Question: Can anyone help with this? Steps ( A ) : Data Import and Exploration This section is worth 0 . 7 5 total points Note:

Can anyone help with this?
Steps (A): Data Import and Exploration
This section is worth 0.75 total points
Note: The plots and tables generated in this section do not need to be included in your WORD document report.
A1. Import the cleaned American Kestrel tracking data set. Coordinates here (x_ and y_) are already projected to the Virginia Lambert coordinate reference system (EPSG: 3968). You can ignore the lat and long columns. Create a spatial object and display the data in tmap with a satellite background to get a sense of the data. (0.25 pts)

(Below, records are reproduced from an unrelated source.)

use chrono::Datelike;
use serde::{Deserialize, Serialize};
use tracing::{debug, instrument};

use super::normalize::dates;
use crate::common::constants::LONG_EVENT_THRESHOLD_DAYS;
use crate::common::types::NormalizedEvent;

/// Month-name table used to label short-event groups
#[derive(Debug, Clone, PartialEq, Eq)]
pub struct MonthNames {
    names: [&'static str; 12],
}

impl MonthNames {
    /// `fr_FR` full month names, as printed by `%B`.
    pub const FRENCH: MonthNames = MonthNames {
        names: [
            "janvier", "février", "mars", "avril", "mai", "juin", "juillet", "août",
            "septembre", "octobre", "novembre", "décembre",
        ],
    };

    pub fn new(names: [&'static str; 12]) -> Self {
        Self { names }
    }

    /// `"<month> <year>"` label for the month containing `date`.
    pub fn label(&self, date: dates::CalendarDate) -> String {
        format!("{} {}", self.names[dates::month_index(date)], date.year())
    }
}

impl Default for MonthNames {
    fn default() -> Self {
        Self::FRENCH
    }
}

/// How events are split into long/short and how month runs are closed
#[derive(Debug, Clone, Copy, PartialEq, Eq, Serialize, Deserialize)]
#[serde(default)]
pub struct GroupingPolicy {
    /// Events with `duration > long_threshold_days` are long.
    pub long_threshold_days: i64,
    /// Emit the month run still open when the input ends. Off by default:
    /// published documents have always omitted it.
    pub flush_trailing_month: bool,
}

impl Default for GroupingPolicy {
    fn default() -> Self {
        Self {
            long_threshold_days: LONG_EVENT_THRESHOLD_DAYS,
            flush_trailing_month: false,
        }
    }
}

/// Short events starting in the same month, in start order
#[derive(Debug, Clone, PartialEq, Eq, Serialize, Deserialize)]
pub struct MonthGroup {
    pub month: String,
    pub events: Vec<NormalizedEvent>,
}

#[derive(Debug, Clone, Default, PartialEq, Eq)]
pub struct Grouping {
    pub short: Vec<MonthGroup>,
    pub long: Vec<NormalizedEvent>,
}

/// Splits normalized events into long events and month runs of short events
pub struct Grouper<'a> {
    months: &'a MonthNames,
    policy: GroupingPolicy,
}

impl<'a> Grouper<'a> {
    pub fn new(months: &'a MonthNames, policy: GroupingPolicy) -> Self {
        Self { months, policy }
    }

    pub fn is_long(&self, event: &NormalizedEvent) -> bool {
        event.duration_days() > self.policy.long_threshold_days
    }

    #[instrument(skip(self, events), fields(events = events.len()))]
    pub fn group(&self, mut events: Vec<NormalizedEvent>) -> Grouping {
        events.sort_by_key(start_key);

        let mut grouping = Grouping::default();
        let mut current_month: Option<String> = None;
        let mut buffer: Vec<NormalizedEvent> = Vec::new();

        for event in events {
            if self.is_long(&event) {
                grouping.long.push(event);
                continue;
            }

            let month = self.months.label(event.date_start);
            if current_month.as_deref() != Some(month.as_str()) {
                if let Some(finished) = current_month.replace(month) {
                    grouping.short.push(MonthGroup {
                        month: finished,
                        events: std::mem::take(&mut buffer),
                    });
                }
            }
            buffer.push(event);
        }

        match current_month {
            Some(month) if self.policy.flush_trailing_month => {
                grouping.short.push(MonthGroup { month, events: buffer });
            }
            Some(month) => {
                debug!(month = %month, dropped = buffer.len(), "Trailing month run not emitted");
            }
            None => {}
        }

        grouping
    }
}

fn start_key(event: &NormalizedEvent) -> i64 {
    event
        .ts_start
        .unwrap_or_else(|| dates::to_epoch_seconds(event.date_start))
}
pub mod feed;

pub use feed::decode_feed;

A2. Create a summary table of the data with the following information: bird name, start date, end date, tracking duration, and total locations. The data have been resampled and filtered for consecutive bursts, so we are seeing now only the periods where birds were tracked at high resolution. (0.25 pts)
A3. Confirm the collection schedule for this data set by creating an informative plot in ggplot. Various potential plots for this have been demonstrated in the course. Note that birds were tracked only from 8:00 am to 6:00 pm.(0.25 pts)

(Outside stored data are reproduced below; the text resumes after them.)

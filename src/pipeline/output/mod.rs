pub mod document;
pub mod writer;

pub use document::{DocumentBuilder, EventsDocumentV1, EventsDocumentV2};
pub use writer::to_pretty_json;
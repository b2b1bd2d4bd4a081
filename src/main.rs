use anyhow::Context;
use tracing::info;

use agenda_feed::app::PublishUseCase;
use agenda_feed::config::AgendaConfig;
use agenda_feed::infra::{FsArtifactSink, ReqwestFeed};
use agenda_feed::observability::logging;
use agenda_feed::pipeline::processing::MonthNames;

#[tokio::main(flavor = "current_thread")]
async fn main() -> anyhow::Result<()> {
    let config = AgendaConfig::load().context("loading agenda.toml")?;
    let _log_guard = logging::init_logging(config.logging.dir.as_deref());

    let use_case = PublishUseCase::new(
        Box::new(ReqwestFeed::new(config.feed.url.clone())),
        Box::new(FsArtifactSink::new(config.output.dir.clone())),
        MonthNames::FRENCH,
        config.grouping,
        config.output.v1_file.clone(),
        config.output.v2_file.clone(),
    );

    let report = use_case.run().await.context("publishing agenda documents")?;
    info!(
        records = report.raw_records,
        long = report.long_events,
        short = report.short_events,
        months = report.month_groups,
        "🚀 Agenda published"
    );
    Ok(())
}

Steps (B): Hidden Markov Model Fitting
This section is worth 4.5 total points
B1. Create a move object with the kestrel data remembering to arrange the data appropriately, select only the columns you need, and divide coordinates (x_,y_) by 1000 to put into the scale of kilometers. In addition to the core data columns, create 1 new additional column which is the month of each location. Well use this to test if month of the year influencing behavioral states. (0.75 pts)
B2. Fit a 2-state Hidden Markov Model, first testing a null model, then testing a model with month as a covariate. Assume, as we did in the code demo, that state 1 is a foraging state, and state 2 is a longer distance, oriented, traveling state. For context, a kestrel home range diameter is about 600m.(1.0 pts)
B3. Fit a 3-state model with either a null formula, or month covariate depending on which is favored in the 2-state model. (1.0 pts)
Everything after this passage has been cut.